KUCB: So I'm curious how has your time so far been here? Likewhat have you enjoyed doing? Have you been out on hikes? Just tell me a little bit about that.
STUART-RASI: Yeah, so I moved here with my boyfriend and our two cats. And we have been exploring any weekend we can. And I like to take my cat on walks. And he has actually like never really gone on a walk before, until we moved here. I would try in Indianapolis, but he would always try to run back. But no, he’ll walk around the cabana and walked up the hill yesterday and so that's been really cool. And we've just been exploring different beaches that we can drive to right now. We have all these ideas of what we're going to do during the summer, which we're really excited about. Hopefully when we get enough snow and the snow sticks and get some snowpack, I'm going to try to go out skiing a little bit. So I got my skis sent in.

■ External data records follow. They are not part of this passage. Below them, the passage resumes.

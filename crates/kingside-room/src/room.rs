//! Room actor: an isolated Tokio task that owns one [`RoomSession`].
//!
//! Each room runs in its own task and talks to the outside world through a
//! bounded mpsc channel. The command loop is the room's serialization
//! point: joins, leaves, moves, timers, and eviction checks all happen here,
//! one at a time, and broadcasts go out right after the mutation they
//! describe.

use std::ops::ControlFlow;
use std::sync::Arc;
use std::time::Duration;

use kingside_protocol::{
    ConnectionId, MembershipView, MoveRequest, Participant, RoomId, Snapshot, UserId,
};
use kingside_rules::RulesEngine;
use tokio::sync::{mpsc, oneshot};
use tokio::time::Instant;

use crate::broadcast::{ConnectionSender, Dispatcher};
use crate::session::{JoinRequest, RoomSession};
use crate::{ArchiveError, GameArchive, MoveError, RoomConfig, RoomError};

/// What a successful join hands back to the caller.
#[derive(Debug, Clone, PartialEq, Eq)]
pub struct Joined {
    /// The role actually granted, which may be less than what was asked.
    pub participant: Participant,
    pub membership: MembershipView,
    pub snapshot: Snapshot,
}

/// Commands sent to a room actor through its channel.
///
/// Most carry a `oneshot` reply channel: the caller sends the command and
/// waits for the answer there.
pub(crate) enum RoomCommand {
    Join {
        request: JoinRequest,
        sender: ConnectionSender,
        reply: oneshot::Sender<Joined>,
    },
    Leave {
        conn: ConnectionId,
        user: UserId,
        reply: oneshot::Sender<bool>,
    },
    SubmitMove {
        user: UserId,
        mv: MoveRequest,
        reply: oneshot::Sender<Result<Snapshot, MoveError>>,
    },
    Resign {
        user: UserId,
        reply: oneshot::Sender<Result<Snapshot, MoveError>>,
    },
    Snapshot {
        reply: oneshot::Sender<Snapshot>,
    },
    Membership {
        reply: oneshot::Sender<MembershipView>,
    },
    /// Asks the room whether it may be dropped from the store. With
    /// `abandon_idle`, an idle room nobody is connected to is aborted
    /// first. A room that answers `true` has already stopped.
    Evict {
        abandon_idle: bool,
        reply: oneshot::Sender<bool>,
    },
    Shutdown,
}

/// Handle to a running room actor.
///
/// Cheap to clone: it is an `mpsc::Sender` plus the room id. Every request
/// is bounded by the store's busy timeout, and a request that runs out of
/// time fails with [`RoomError::RoomBusy`]. The command may still be
/// applied after that; moves are idempotent, so retrying is safe.
#[derive(Debug, Clone)]
pub struct RoomHandle {
    room_id: RoomId,
    sender: mpsc::Sender<RoomCommand>,
    busy_timeout: Duration,
}

impl RoomHandle {
    pub fn room_id(&self) -> &RoomId {
        &self.room_id
    }

    /// Returns `true` once the actor has stopped.
    pub fn is_closed(&self) -> bool {
        self.sender.is_closed()
    }

    /// Returns `true` if both handles point at the same actor.
    pub fn same_room(&self, other: &RoomHandle) -> bool {
        self.sender.same_channel(&other.sender)
    }

    /// Subscribes a connection and seats it (or lets it watch).
    ///
    /// `sender` receives a `RoomState` snapshot first, then every broadcast
    /// until the connection leaves.
    pub async fn join(
        &self,
        request: JoinRequest,
        sender: ConnectionSender,
    ) -> Result<Joined, RoomError> {
        self.request(|reply| RoomCommand::Join {
            request,
            sender,
            reply,
        })
        .await
    }

    /// Unsubscribes a connection.
    ///
    /// # Errors
    /// [`RoomError::NotInRoom`] if the connection never joined.
    pub async fn leave(&self, conn: ConnectionId, user: &UserId) -> Result<(), RoomError> {
        let user = user.clone();
        let left = self
            .request(|reply| RoomCommand::Leave {
                conn,
                user: user.clone(),
                reply,
            })
            .await?;
        if left {
            Ok(())
        } else {
            Err(RoomError::NotInRoom(user, self.room_id.clone()))
        }
    }

    /// Queues a leave for a connection that has gone away.
    ///
    /// Unlike [`leave`](Self::leave) this is not bounded by the busy
    /// timeout: it waits for room in the queue however long that takes, and
    /// does not wait for the room to answer.
    ///
    /// # Errors
    /// [`RoomError::Unavailable`] if the room has stopped.
    pub async fn disconnect(&self, conn: ConnectionId, user: &UserId) -> Result<(), RoomError> {
        let (reply, _) = oneshot::channel();
        self.sender
            .send(RoomCommand::Leave {
                conn,
                user: user.clone(),
                reply,
            })
            .await
            .map_err(|_| RoomError::Unavailable(self.room_id.clone()))
    }

    /// Submits a move on behalf of `user`.
    pub async fn submit_move(
        &self,
        user: &UserId,
        mv: MoveRequest,
    ) -> Result<Snapshot, RoomError> {
        let user = user.clone();
        let outcome = self
            .request(|reply| RoomCommand::SubmitMove { user, mv, reply })
            .await?;
        Ok(outcome?)
    }

    /// Concedes the game on behalf of `user`.
    pub async fn resign(&self, user: &UserId) -> Result<Snapshot, RoomError> {
        let user = user.clone();
        let outcome = self
            .request(|reply| RoomCommand::Resign { user, reply })
            .await?;
        Ok(outcome?)
    }

    pub async fn snapshot(&self) -> Result<Snapshot, RoomError> {
        self.request(|reply| RoomCommand::Snapshot { reply }).await
    }

    pub async fn membership(&self) -> Result<MembershipView, RoomError> {
        self.request(|reply| RoomCommand::Membership { reply }).await
    }

    pub(crate) async fn evict(&self, abandon_idle: bool) -> Result<bool, RoomError> {
        self.request(|reply| RoomCommand::Evict {
            abandon_idle,
            reply,
        })
        .await
    }

    /// Tells the room to stop without waiting for it.
    pub async fn shutdown(&self) -> Result<(), RoomError> {
        self.sender
            .send(RoomCommand::Shutdown)
            .await
            .map_err(|_| RoomError::Unavailable(self.room_id.clone()))
    }

    async fn request<T>(
        &self,
        command: impl FnOnce(oneshot::Sender<T>) -> RoomCommand,
    ) -> Result<T, RoomError> {
        let (reply_tx, reply_rx) = oneshot::channel();
        let exchange = async {
            self.sender
                .send(command(reply_tx))
                .await
                .map_err(|_| RoomError::Unavailable(self.room_id.clone()))?;
            reply_rx
                .await
                .map_err(|_| RoomError::Unavailable(self.room_id.clone()))
        };
        match tokio::time::timeout(self.busy_timeout, exchange).await {
            Ok(result) => result,
            Err(_) => {
                tracing::warn!(room_id = %self.room_id, "room busy, request timed out");
                Err(RoomError::RoomBusy(self.room_id.clone()))
            }
        }
    }
}

/// The internal room actor state. Runs inside a Tokio task.
struct RoomActor<R: RulesEngine> {
    session: RoomSession<R>,
    dispatcher: Dispatcher,
    archive: Option<Arc<dyn GameArchive>>,
    idle_timeout: Duration,
    receiver: mpsc::Receiver<RoomCommand>,
}

impl<R: RulesEngine> RoomActor<R> {
    /// Runs the actor loop until shutdown, eviction, or every handle is
    /// dropped.
    async fn run(mut self) {
        let room_id = self.session.room_id().clone();
        tracing::info!(%room_id, "room actor started");

        loop {
            let deadline = self.session.next_deadline();
            let flow = tokio::select! {
                cmd = self.receiver.recv() => match cmd {
                    Some(cmd) => self.handle(cmd).await,
                    None => ControlFlow::Break(()),
                },
                () = sleep_until(deadline) => {
                    self.session.on_deadline(Instant::now());
                    ControlFlow::Continue(())
                }
            };
            self.flush().await;
            if flow.is_break() {
                break;
            }
        }

        tracing::info!(%room_id, "room actor stopped");
    }

    async fn handle(&mut self, cmd: RoomCommand) -> ControlFlow<()> {
        let now = Instant::now();
        match cmd {
            RoomCommand::Join {
                request,
                sender,
                reply,
            } => {
                let participant = self.session.join(&request, now);
                let snapshot = self.session.snapshot(now);
                self.dispatcher
                    .subscribe(request.conn, request.user, sender, snapshot.clone());
                let _ = reply.send(Joined {
                    participant,
                    membership: self.session.membership(),
                    snapshot,
                });
            }
            RoomCommand::Leave { conn, user, reply } => {
                let subscribed = self.dispatcher.is_subscribed(conn, &user);
                if subscribed {
                    self.dispatcher.unsubscribe(conn);
                }
                let left = self.session.leave(conn, &user, now);
                let _ = reply.send(subscribed || left);
            }
            RoomCommand::SubmitMove { user, mv, reply } => {
                let outcome = self.session.submit_move(&user, &mv, now);
                if let Err(e) = &outcome {
                    tracing::debug!(
                        room_id = %self.session.room_id(),
                        %user,
                        mv = %mv.uci(),
                        error = %e,
                        "move rejected"
                    );
                }
                let _ = reply.send(outcome);
            }
            RoomCommand::Resign { user, reply } => {
                let _ = reply.send(self.session.resign(&user, now));
            }
            RoomCommand::Snapshot { reply } => {
                let _ = reply.send(self.session.snapshot(now));
            }
            RoomCommand::Membership { reply } => {
                let _ = reply.send(self.session.membership());
            }
            RoomCommand::Evict {
                abandon_idle,
                reply,
            } => {
                let evict = self.try_evict(abandon_idle, now);
                // An aborted game is archived before the store may reuse the id.
                self.flush().await;
                let _ = reply.send(evict);
                if evict {
                    return ControlFlow::Break(());
                }
            }
            RoomCommand::Shutdown => {
                tracing::info!(room_id = %self.session.room_id(), "room shutting down");
                return ControlFlow::Break(());
            }
        }
        ControlFlow::Continue(())
    }

    /// A room may go once nobody is connected and the game is over. An
    /// abandoned game is aborted first when `abandon_idle` is set.
    fn try_evict(&mut self, abandon_idle: bool, now: Instant) -> bool {
        if self.session.connection_count() > 0 || self.dispatcher.len() > 0 {
            return false;
        }
        if abandon_idle
            && !self.session.status().is_terminal()
            && self.session.idle_for(now) >= self.idle_timeout
        {
            tracing::info!(
                room_id = %self.session.room_id(),
                idle_secs = self.session.idle_for(now).as_secs(),
                "room abandoned, aborting"
            );
            self.session.abort(now);
        }
        self.session.status().is_terminal()
    }

    /// Publishes queued events and archives a freshly finished game.
    ///
    /// The archive write runs on the blocking pool. The room waits for it,
    /// so the record exists before the next command is answered.
    async fn flush(&mut self) {
        self.publish_events();
        let Some(record) = self.session.take_completed() else {
            return;
        };
        let Some(archive) = self.archive.clone() else {
            return;
        };
        let room_id = record.room_id.clone();
        let stored = tokio::task::spawn_blocking(move || archive.store(&record))
            .await
            .unwrap_or_else(|e| Err(ArchiveError::Task(e.to_string())));
        match stored {
            Ok(()) => tracing::info!(%room_id, "game archived"),
            Err(e) => tracing::error!(%room_id, error = %e, "failed to archive game"),
        }
    }

    /// Drains the session's outbox into the dispatcher. A connection found
    /// closed on the way is taken out of the room, which queues a
    /// membership change of its own.
    fn publish_events(&mut self) {
        loop {
            let events = self.session.drain_events();
            if events.is_empty() {
                return;
            }
            let now = Instant::now();
            for event in events {
                for (conn, user) in self.dispatcher.publish(event) {
                    if self.session.leave(conn, &user, now) {
                        tracing::info!(
                            room_id = %self.session.room_id(),
                            %conn,
                            %user,
                            "closed connection left the room"
                        );
                    }
                }
            }
        }
    }
}

async fn sleep_until(deadline: Option<Instant>) {
    match deadline {
        Some(deadline) => tokio::time::sleep_until(deadline).await,
        None => std::future::pending().await,
    }
}

/// Spawns an actor around `session` and returns a handle to communicate
/// with it.
pub(crate) fn spawn_room<R: RulesEngine>(
    session: RoomSession<R>,
    archive: Option<Arc<dyn GameArchive>>,
    config: &RoomConfig,
) -> RoomHandle {
    let (tx, rx) = mpsc::channel(config.channel_size.max(1));
    let room_id = session.room_id().clone();

    let actor = RoomActor {
        session,
        dispatcher: Dispatcher::new(room_id.clone()),
        archive,
        idle_timeout: config.idle_timeout,
        receiver: rx,
    };

    tokio::spawn(actor.run());

    RoomHandle {
        room_id,
        sender: tx,
        busy_timeout: config.busy_timeout,
    }
}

And then we've been going out to all the different restaurants we can go to, got a library card, went to the PCR. So we've just been exploring as much as we can
KUCB: Tell me a little bit about, like, professionally, personally, what you hope to get out of your time here,
STUART-RASI: I think my hope for being in Unalaska is to be a better storyteller. I think one thing that KUCB offers that I really appreciate is like giving their reporters the time and flexibility to dive into stories that you really want to know more about, not only as a reporter, but also like, as a citizen of the island and of the area. There's so many things going on around us, and to have that opportunity to spend how much time you want — there's always different ways that you can tell a story. And I feel like KUCB has that for the reporters to go ahead and use that — having that ability to be flexible and also learn. So I think like, as a reporter, I just want to be a better storyteller. I'm also really passionate about rural health care. And just learning about how health care works where you don't have a hospital. Where I've always lived in the past, there's always been a hospital like, I don't know, 10 … 20 minutes away from you. So how does that look like here? And what do people do? Also, you know, being on the island, I really want, as a person, to be back in like a community mentality. When I lived in Telluride for a few years, it was a small town, and I'd talk to people at the grocery store. I really missed that. And so I hope to have that here as well. I think one thing too, I really want to say as a reporter, is that I'm not judgmental. I think a lot of people can kind of get scared talking to the media, thinking that journalists have like an agenda. And that's something that I don't do as a reporter. I'm here to listen to you. And I'm here to, I like to say like, just pass the microphone.